Case Presentation: A 32-year-old man with a remote history of alcohol and cocaine use disorders, depression and morbid obesity presented to hospital with numbness in the upper and lower extremities occurring over several months. His symptoms began with numbness and paresthesias in the hands and feet which was intermittent but became constant and spread proximally to involve the trunk at the mid-chest level. He described several falls due to unsteadiness and difficulty with ambulation. He denied neck pain, back pain, fever and chills, trauma, urinary or bowel incontinence.He was not taking medications at home. His occupation was gasoline pump repair technician. He reported daily cannabinoid and tobacco use, occasional alcohol use and initially denied other substances. On physical examination his vital signs were within normal limits. He was generally in no distress and morbid obesity was noted. Cardiac, abdominal, extremity and skin examinations were unremarkable. Neurological examination revealed normal mental status, fluent speech and intact cranial nerves. Sensory perception was severely diminished in a stocking-and-glove distribution to temperature, vibration and proprioception. Reflexes were 1+ biceps and triceps, 0 at brachioradialis, 3+ at the knees, and 0 at the ankles. Toes were upgoing bilaterally. His gait was wide-based and unsteady. Romberg sign was present. Muscle strength was normal throughout.Cerebrospinal fluid analysis revealed protein 50 mg/dL (reference 15-45 mg/dL), 1 nucleated cell and normal glucose. Magnetic resonance imaging (MRI) of the spine revealed diffusely abnormal signal intensity throughout the cervical and thoracic spinal cord predominantly involving the dorsal columns and to lesser extent the lateral cortical spinal tracts (Figure). Vitamin B12 serum level was 193 pg/ml (reference 211 – 911 pg/ml).Subacute combined degeneration due to vitamin B12 deficiency was strongly suspected. Upon further questioning the patient disclosed heavy use of “whippets,” or inhaled nitrous oxide. Parenteral cyanocobalamin (vitamin B12) supplementation was initiated, the patient was counseled to discontinue inhaled nitrous oxide use and referred for outpatient physical therapy.

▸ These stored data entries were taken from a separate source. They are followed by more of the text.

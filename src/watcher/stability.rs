//! Waiting for freshly written files to stop growing.
//!
//! The instrument closes files whenever it pleases, so before a file is
//! copied or classified its size is polled until two consecutive samples
//! agree. The delay between polls follows `(2/π)·atan(i/6 + 0.1)` seconds:
//! about 60 ms for the first poll, approaching one second asymptotically.

use std::f64::consts::FRAC_2_PI;
use std::io;
use std::path::Path;
use std::sync::Arc;
use std::time::Duration;

use crate::clock::Clock;

/// Delay before the `attempt`-th size poll (0 based).
pub fn poll_delay(attempt: u32) -> Duration {
    let seconds = FRAC_2_PI * (f64::from(attempt) / 6.0 + 0.1).atan();
    Duration::from_secs_f64(seconds)
}

/// Source of file sizes, swapped out in tests.
pub trait SizeProbe: Send + Sync {
    fn size(&self, path: &Path) -> io::Result<u64>;
}

/// Reads sizes from file metadata.
#[derive(Debug, Default, Clone, Copy)]
pub struct FsSizeProbe;

impl SizeProbe for FsSizeProbe {
    fn size(&self, path: &Path) -> io::Result<u64> {
        std::fs::metadata(path).map(|m| m.len())
    }
}

/// How a wait ended.
#[derive(Debug, Clone, Copy, PartialEq, Eq)]
pub enum Stability {
    /// Two consecutive polls returned the same size.
    Stable { size: u64, polls: u32 },
    /// The file disappeared while waiting; the caller decides what that means.
    Vanished,
    /// Still growing after the configured number of polls.
    GaveUp { polls: u32 },
}

/// Blocks until a file's size stops changing.
#[derive(Clone)]
pub struct StabilityWaiter {
    clock: Arc<dyn Clock>,
    probe: Arc<dyn SizeProbe>,
    max_polls: u32,
}

impl std::fmt::Debug for StabilityWaiter {
    fn fmt(&self, f: &mut std::fmt::Formatter<'_>) -> std::fmt::Result {
        f.debug_struct("StabilityWaiter")
            .field("max_polls", &self.max_polls)
            .finish()
    }
}

impl StabilityWaiter {
    pub fn new(clock: Arc<dyn Clock>, max_polls: u32) -> Self {
        Self::with_probe(clock, Arc::new(FsSizeProbe), max_polls)
    }

    pub fn with_probe(clock: Arc<dyn Clock>, probe: Arc<dyn SizeProbe>, max_polls: u32) -> Self {
        Self {
            clock,
            probe,
            max_polls: max_polls.max(1),
        }
    }

    /// Poll `path` until its size settles.
    pub fn wait_until_stable(&self, path: &Path) -> Stability {
        let mut previous: Option<u64> = None;

        for attempt in 0..self.max_polls {
            let size = match self.probe.size(path) {
                Ok(size) => size,
                Err(e) => {
                    crate::debug_event!("stability", "vanished", "{}: {e}", path.display());
                    return Stability::Vanished;
                }
            };

            if previous == Some(size) {
                return Stability::Stable {
                    size,
                    polls: attempt + 1,
                };
            }

            previous = Some(size);
            self.clock.sleep(poll_delay(attempt));
        }

        tracing::warn!(
            "[stability] {} still changing after {} polls",
            path.display(),
            self.max_polls
        );
        Stability::GaveUp {
            polls: self.max_polls,
        }
    }
}

#[cfg(test)]
mod tests {
    use super::*;
    use crate::clock::ManualClock;
    use parking_lot::Mutex;
    use std::collections::VecDeque;

    /// Returns scripted sizes, then `NotFound` once exhausted.
    struct ScriptedProbe(Mutex<VecDeque<u64>>);

    impl ScriptedProbe {
        fn new(sizes: &[u64]) -> Arc<Self> {
            Arc::new(Self(Mutex::new(sizes.iter().copied().collect())))
        }
    }

    impl SizeProbe for ScriptedProbe {
        fn size(&self, _path: &Path) -> io::Result<u64> {
            self.0
                .lock()
                .pop_front()
                .ok_or_else(|| io::Error::new(io::ErrorKind::NotFound, "gone"))
        }
    }

    #[test]
    fn test_poll_delay_curve() {
        let first = poll_delay(0).as_secs_f64();
        assert!((first - 0.0635).abs() < 0.001, "first delay {first}");

        let mut last = Duration::ZERO;
        for attempt in 0..200 {
            let delay = poll_delay(attempt);
            assert!(delay > last, "delay must grow monotonically");
            assert!(delay < Duration::from_secs(1));
            last = delay;
        }
        assert!(poll_delay(1000) > Duration::from_millis(990));
    }

    #[test]
    fn test_closed_file_settles_after_two_polls() {
        let clock = Arc::new(ManualClock::new());
        let waiter = StabilityWaiter::with_probe(clock.clone(), ScriptedProbe::new(&[42, 42]), 10);

        assert_eq!(
            waiter.wait_until_stable(Path::new("/root/a.tif")),
            Stability::Stable { size: 42, polls: 2 }
        );
        assert_eq!(clock.sleeps(), vec![poll_delay(0)]);
    }

    #[test]
    fn test_growing_file_keeps_polling() {
        let clock = Arc::new(ManualClock::new());
        let probe = ScriptedProbe::new(&[0, 100, 200, 200]);
        let waiter = StabilityWaiter::with_probe(clock.clone(), probe, 10);

        assert_eq!(
            waiter.wait_until_stable(Path::new("/root/a.tif")),
            Stability::Stable { size: 200, polls: 4 }
        );
        assert_eq!(clock.sleeps(), vec![poll_delay(0), poll_delay(1), poll_delay(2)]);
    }

    #[test]
    fn test_vanished_file_returns_quietly() {
        let clock = Arc::new(ManualClock::new());
        let waiter = StabilityWaiter::with_probe(clock, ScriptedProbe::new(&[10]), 10);

        assert_eq!(waiter.wait_until_stable(Path::new("/root/a.tif")), Stability::Vanished);
    }

    #[test]
    fn test_gives_up_after_max_polls() {
        let clock = Arc::new(ManualClock::new());
        let waiter = StabilityWaiter::with_probe(clock.clone(), ScriptedProbe::new(&[1, 2, 3, 4]), 3);

        assert_eq!(
            waiter.wait_until_stable(Path::new("/root/a.tif")),
            Stability::GaveUp { polls: 3 }
        );
        assert_eq!(clock.sleeps().len(), 3);
    }

    #[test]
    fn test_real_file() {
        let dir = tempfile::tempdir().unwrap();
        let path = dir.path().join("img.tif");
        std::fs::write(&path, b"II*\0data").unwrap();

        let waiter = StabilityWaiter::new(Arc::new(ManualClock::new()), 10);
        assert!(matches!(
            waiter.wait_until_stable(&path),
            Stability::Stable { size: 8, .. }
        ));
    }
}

Discussion: Nitrous oxide is a faintly sweet smelling gas inhaled recreationally for its empathogenic effects. It is easily available in small canisters known as “whippets” due to their intended use in homemade whipped cream preparation. Nitrous oxide misuse may lead to subacute combined degeneration (SCD) of the spinal cord through inactivation of vitamin B12. Chronic nitrous oxide ingestion leads to oxidation of vitamin B12 making it unavailable for myelin synthesis resulting in decreased myelination of the of the lateral and posterior columns of the spinal cord or SCD. Presenting symptoms include unsteadiness, paresthesias, and weakness. Examination findings include joint position and vibration sense loss, and sensory ataxia. Spinal cord MRI findings include dorsal T2 hyperintensity commonly in the cervical and thoracic regions. Treatment includes parenteral vitamin B12 supplementation and cessation of nitrous oxide use. Functional recovery is variable as a significant number of patients reported persistent paresthesias and sensory ataxia at follow up.

Conclusions: Chronic nitrous oxide misuse may lead to a functional B12 deficiency and present as a myeloneuropathy with signs and symptoms subacute combined degeneration of the spinal cord.

IMAGE 1: Spinal magnetic resonance imaging (MRI) T2 sequence revealing abnormal spinal cord signal predominantly involving the posterior columns and the lateral cortical spinal tracts (arrow).